I’ve gone back to A History of Data Visualization, and there’s a nice discussion on the RANDU algorithm.

The short version is that it’s defined by the recurrence relation:

$V_{j+1} = 65539 V_j \bmod 2^{31}$

On 1960’s hardware it looked ok. Here’s the first few terms starting at $$V_0 = 1$$, rescaled to the unit interval [0,1]:

randu <- 1
for (i in 1:10000) {
n <- (65539 * last(randu)) %% (2^31)
randu <- append(randu, n)
}

tibble(randu = randu / (2^31)) %>%
mutate(x = row_number()) %>%
ggplot(aes(x = x, y = randu)) +
geom_point()

It takes a little time to get going, but once it’s going it looks like it’s bouncing all over the place. You can do a boxplot:

tibble(x = randu / (2^31)) %>%
ggplot(aes(x = x)) +
geom_boxplot()

And the median is at 0.5, the quartiles are at 0.25 and 0.75, the whiskers go all the way to 0 and 1…

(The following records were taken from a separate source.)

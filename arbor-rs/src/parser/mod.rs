//! Argument parsers and parser composition.
//!
//! An [`ArgumentParser`] consumes a prefix of the remaining [`CommandInput`]
//! and produces a typed value, or fails without consuming anything. Parsers
//! compose through [`ParserExt`]:
//!
//! - [`map`](ParserExt::map) transforms a successful value synchronously.
//! - [`flat_map_async`](ParserExt::flat_map_async) continues a successful
//!   parse with an asynchronous lookup that may itself fail.
//!
//! The tree stores parsers type-erased behind a [`ParserDescriptor`], so
//! siblings with different value types live side by side.

mod boolean;
mod choice;
mod grammar;
mod number;
mod pair;
mod registry;
mod string;

pub use boolean::BooleanParser;
pub use choice::{Choice, ChoiceParser};
pub use grammar::{GrammarError, GrammarParser, GrammarProvider};
pub use number::{DoubleParser, IntegerParser, NumberParser, Numeric};
pub use pair::PairParser;
pub use registry::ParserRegistry;
pub use string::{StringMode, StringParser};

use crate::context::{CommandContext, ErasedValue};
use crate::deferred::Deferred;
use crate::error::ParseResult;
use crate::input::CommandInput;
use crate::suggestion::SuggestionFuture;
use std::any::{type_name, TypeId};
use std::fmt;
use std::future::Future;
use std::marker::PhantomData;
use std::sync::Arc;

/// Result of one parser invocation, possibly still pending.
pub type ParseFuture<'a, T> = Deferred<'a, ParseResult<T>>;

// ============================================================================
// Parser Traits
// ============================================================================

/// Value type produced by a parser.
///
/// Split from [`ArgumentParser`] so the value type does not depend on the
/// sender type.
pub trait ParserOutput {
    type Value: Send + Sync + 'static;
}

/// Consumes part of the input and produces a typed value.
///
/// Implementations must return a failure rather than loop on malformed input,
/// and must leave the input cursor where they found it when they fail.
///
/// # Example
///
/// ```
/// use arbor::{ArgumentParser, CommandContext, CommandInput, ParseError, ParseFuture, ParserOutput};
///
/// struct Even;
///
/// impl ParserOutput for Even {
///     type Value = u32;
/// }
///
/// impl<S> ArgumentParser<S> for Even {
///     fn parse<'a>(
///         &'a self,
///         _context: &'a mut CommandContext<S>,
///         input: &'a mut CommandInput,
///     ) -> ParseFuture<'a, u32> {
///         let token = input.peek_string();
///         let result = match token.parse::<u32>() {
///             Ok(n) if n % 2 == 0 => Ok(n),
///             _ => Err(ParseError::invalid(token, "even number")),
///         };
///         if result.is_ok() {
///             input.read_string();
///         }
///         result.into()
///     }
/// }
/// ```
pub trait ArgumentParser<S>: ParserOutput + Send + Sync + 'static {
    fn parse<'a>(
        &'a self,
        context: &'a mut CommandContext<S>,
        input: &'a mut CommandInput,
    ) -> ParseFuture<'a, Self::Value>;

    /// Candidates for the token at the start of `input`.
    fn suggestions<'a>(
        &'a self,
        _context: &'a CommandContext<S>,
        _input: &'a CommandInput,
    ) -> SuggestionFuture<'a> {
        Deferred::Ready(Vec::new())
    }

    /// Whether this parser consumes all remaining input.
    fn is_variable_arity(&self) -> bool {
        false
    }
}

/// Composition operators, available on every parser.
pub trait ParserExt: ParserOutput + Sized {
    /// Transform the parsed value. Failures pass through unchanged.
    fn map<U, F>(self, mapper: F) -> MappedParser<Self, F>
    where
        F: Fn(Self::Value) -> U + Send + Sync + 'static,
        U: Send + Sync + 'static,
    {
        MappedParser {
            inner: self,
            mapper,
        }
    }

    /// Continue a successful parse with an asynchronous step.
    ///
    /// `continuation` is not invoked when the inner parser fails. The returned
    /// future must be `'static`; clone what it needs from the context.
    fn flat_map_async<S, U, F, Fut>(self, continuation: F) -> FlatMappedParser<Self, F, Fut>
    where
        F: Fn(&CommandContext<S>, Self::Value) -> Fut + Send + Sync + 'static,
        Fut: Future<Output = ParseResult<U>> + Send + 'static,
        U: Send + Sync + 'static,
    {
        FlatMappedParser {
            inner: self,
            continuation,
            _future: PhantomData,
        }
    }
}

impl<P: ParserOutput> ParserExt for P {}

// ============================================================================
// Combinators
// ============================================================================

/// Parser returned by [`ParserExt::map`].
#[derive(Clone)]
pub struct MappedParser<P, F> {
    inner: P,
    mapper: F,
}

impl<P, F, U> ParserOutput for MappedParser<P, F>
where
    P: ParserOutput,
    F: Fn(P::Value) -> U,
    U: Send + Sync + 'static,
{
    type Value = U;
}

impl<S, P, F, U> ArgumentParser<S> for MappedParser<P, F>
where
    P: ArgumentParser<S>,
    F: Fn(P::Value) -> U + Send + Sync + 'static,
    U: Send + Sync + 'static,
{
    fn parse<'a>(
        &'a self,
        context: &'a mut CommandContext<S>,
        input: &'a mut CommandInput,
    ) -> ParseFuture<'a, U> {
        self.inner
            .parse(context, input)
            .map(move |result| result.map(&self.mapper))
    }

    fn suggestions<'a>(
        &'a self,
        context: &'a CommandContext<S>,
        input: &'a CommandInput,
    ) -> SuggestionFuture<'a> {
        self.inner.suggestions(context, input)
    }

    fn is_variable_arity(&self) -> bool {
        self.inner.is_variable_arity()
    }
}

/// Parser returned by [`ParserExt::flat_map_async`].
pub struct FlatMappedParser<P, F, Fut> {
    inner: P,
    continuation: F,
    _future: PhantomData<fn() -> Fut>,
}

impl<P, F, Fut, U> ParserOutput for FlatMappedParser<P, F, Fut>
where
    Fut: Future<Output = ParseResult<U>>,
    U: Send + Sync + 'static,
{
    type Value = U;
}

impl<S, P, F, Fut, U> ArgumentParser<S> for FlatMappedParser<P, F, Fut>
where
    S: Send + Sync + 'static,
    P: ArgumentParser<S>,
    F: Fn(&CommandContext<S>, P::Value) -> Fut + Send + Sync + 'static,
    Fut: Future<Output = ParseResult<U>> + Send + 'static,
    U: Send + Sync + 'static,
{
    fn parse<'a>(
        &'a self,
        context: &'a mut CommandContext<S>,
        input: &'a mut CommandInput,
    ) -> ParseFuture<'a, U> {
        let start = input.cursor();
        Deferred::pending(async move {
            let value = self.inner.parse(context, input).await?;
            let result = (self.continuation)(&*context, value).await;
            if result.is_err() {
                input.restore(start);
            }
            result
        })
    }

    fn suggestions<'a>(
        &'a self,
        context: &'a CommandContext<S>,
        input: &'a CommandInput,
    ) -> SuggestionFuture<'a> {
        self.inner.suggestions(context, input)
    }

    fn is_variable_arity(&self) -> bool {
        self.inner.is_variable_arity()
    }
}

// ============================================================================
// Type Erasure
// ============================================================================

/// Object-safe view of an [`ArgumentParser`] with its value boxed.
trait ErasedParser<S>: Send + Sync {
    fn parse_erased<'a>(
        &'a self,
        context: &'a mut CommandContext<S>,
        input: &'a mut CommandInput,
    ) -> ParseFuture<'a, ErasedValue>;

    fn suggestions_erased<'a>(
        &'a self,
        context: &'a CommandContext<S>,
        input: &'a CommandInput,
    ) -> SuggestionFuture<'a>;

    fn value_type(&self) -> TypeId;

    fn value_type_name(&self) -> &'static str;

    fn variable_arity(&self) -> bool;
}

impl<S, P: ArgumentParser<S>> ErasedParser<S> for P {
    fn parse_erased<'a>(
        &'a self,
        context: &'a mut CommandContext<S>,
        input: &'a mut CommandInput,
    ) -> ParseFuture<'a, ErasedValue> {
        self.parse(context, input)
            .map(|result| result.map(|value| Arc::new(value) as ErasedValue))
    }

    fn suggestions_erased<'a>(
        &'a self,
        context: &'a CommandContext<S>,
        input: &'a CommandInput,
    ) -> SuggestionFuture<'a> {
        self.suggestions(context, input)
    }

    fn value_type(&self) -> TypeId {
        TypeId::of::<P::Value>()
    }

    fn value_type_name(&self) -> &'static str {
        type_name::<P::Value>()
    }

    fn variable_arity(&self) -> bool {
        self.is_variable_arity()
    }
}

/// Type-erased, shareable handle to a parser.
pub struct ParserDescriptor<S> {
    inner: Arc<dyn ErasedParser<S>>,
}

impl<S> ParserDescriptor<S> {
    pub fn of<P: ArgumentParser<S>>(parser: P) -> Self {
        Self {
            inner: Arc::new(parser),
        }
    }

    /// `TypeId` of the value the parser produces.
    pub fn value_type(&self) -> TypeId {
        self.inner.value_type()
    }

    pub fn value_type_name(&self) -> &'static str {
        self.inner.value_type_name()
    }

    pub fn is_variable_arity(&self) -> bool {
        self.inner.variable_arity()
    }

    /// Parse and roll the cursor back on failure, whatever the parser did.
    pub(crate) async fn parse(
        &self,
        context: &mut CommandContext<S>,
        input: &mut CommandInput,
    ) -> ParseResult<ErasedValue> {
        let start = input.cursor();
        let result = self.inner.parse_erased(context, input).await;
        if result.is_err() {
            input.restore(start);
        }
        result
    }

    pub(crate) fn suggestions<'a>(
        &'a self,
        context: &'a CommandContext<S>,
        input: &'a CommandInput,
    ) -> SuggestionFuture<'a> {
        self.inner.suggestions_erased(context, input)
    }
}

impl<S> Clone for ParserDescriptor<S> {
    fn clone(&self) -> Self {
        Self {
            inner: Arc::clone(&self.inner),
        }
    }
}

impl<S> fmt::Debug for ParserDescriptor<S> {
    fn fmt(&self, f: &mut fmt::Formatter<'_>) -> fmt::Result {
        f.debug_struct("ParserDescriptor")
            .field("value", &self.value_type_name())
            .field("variable_arity", &self.is_variable_arity())
            .finish()
    }
}

#[cfg(test)]
mod tests {
    use super::*;
    use crate::error::ParseError;

    fn context() -> CommandContext<()> {
        CommandContext::new(Arc::new(()), "")
    }

    #[tokio::test]
    async fn test_map_transforms_success() {
        let parser = IntegerParser::new().map(|n| n * 10);
        let mut ctx = context();
        let mut input = CommandInput::new("4 rest");
        let value = parser.parse(&mut ctx, &mut input).await.unwrap();
        assert_eq!(value, 40);
        assert_eq!(input.remaining_input(), " rest");
    }

    #[tokio::test]
    async fn test_map_passes_failure_through() {
        let parser = IntegerParser::new().map(|n| n * 10);
        let mut ctx = context();
        let mut input = CommandInput::new("four");
        let err = parser.parse(&mut ctx, &mut input).await.unwrap_err();
        assert!(matches!(err, ParseError::InvalidValue { .. }));
        assert_eq!(input.cursor(), 0);
    }

    #[tokio::test]
    async fn test_flat_map_async_suspends_and_rolls_back() {
        let parser = StringParser::single().flat_map_async(
            |_ctx: &CommandContext<()>, name: String| async move {
                tokio::task::yield_now().await;
                if name == "known" {
                    Ok(name.len())
                } else {
                    Err(ParseError::custom(format!("unknown entry {name}")))
                }
            },
        );

        let mut ctx = context();
        let mut input = CommandInput::new("known");
        let deferred = parser.parse(&mut ctx, &mut input);
        assert!(!deferred.is_ready());
        assert_eq!(deferred.await.unwrap(), 5);

        let mut input = CommandInput::new("missing tail");
        assert!(parser.parse(&mut ctx, &mut input).await.is_err());
        assert_eq!(input.cursor(), 0);
    }

    #[tokio::test]
    async fn test_flat_map_async_skips_continuation_on_failure() {
        use std::sync::atomic::{AtomicUsize, Ordering};

        let calls = Arc::new(AtomicUsize::new(0));
        let counter = Arc::clone(&calls);
        let parser = IntegerParser::new().flat_map_async(
            move |_ctx: &CommandContext<()>, n: i64| {
                counter.fetch_add(1, Ordering::SeqCst);
                async move { Ok(n) }
            },
        );

        let mut ctx = context();
        let mut input = CommandInput::new("nope");
        assert!(parser.parse(&mut ctx, &mut input).await.is_err());
        assert_eq!(calls.load(Ordering::SeqCst), 0);
    }

    #[tokio::test]
    async fn test_descriptor_erases_value_type() {
        let descriptor: ParserDescriptor<()> = ParserDescriptor::of(IntegerParser::new());
        assert_eq!(descriptor.value_type(), TypeId::of::<i64>());
        assert!(!descriptor.is_variable_arity());

        let mut ctx = context();
        let mut input = CommandInput::new("12");
        let value = descriptor.parse(&mut ctx, &mut input).await.unwrap();
        assert_eq!(value.downcast_ref::<i64>(), Some(&12));
    }

    #[test]
    fn test_variable_arity_survives_map() {
        let descriptor: ParserDescriptor<()> =
            ParserDescriptor::of(StringParser::greedy().map(|s| s.to_uppercase()));
        assert!(descriptor.is_variable_arity());
        assert_eq!(descriptor.value_type(), TypeId::of::<String>());
    }
}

This algorithm stinks, and Knuth has described it as “truly horrible”.

I wasn’t great at number theory, but when I saw the algo something went off in my head. Maybe 8 perfect riffle shuffles as a highly related concept.

Behold RANDU in two dimensions, plotting $$V_n$$ against $$V_{n+1}$$:

tibble(x = randu / (2^31)) %>%
mutate(y = lag(x)) %>%
ggplot(aes(x = x, y = y)) +
geom_point()

In 2d it still looks like it works. But in 3d:

tibble(x = randu / (2^31)) %>%
mutate(y = lag(x)) %>%
mutate(z = lag(y)) %>%
plot_ly(x = ~x, y = ~y, z = ~z) %>%
add_markers(size = 0.1)

Drag that around a bit. You’re looking for something like this.

I’m going to call this a special case of Schneier’s Law - anyone can construct a pseudorandom number generator that they can’t find a fault with. But with enough eyes any bug is shallow.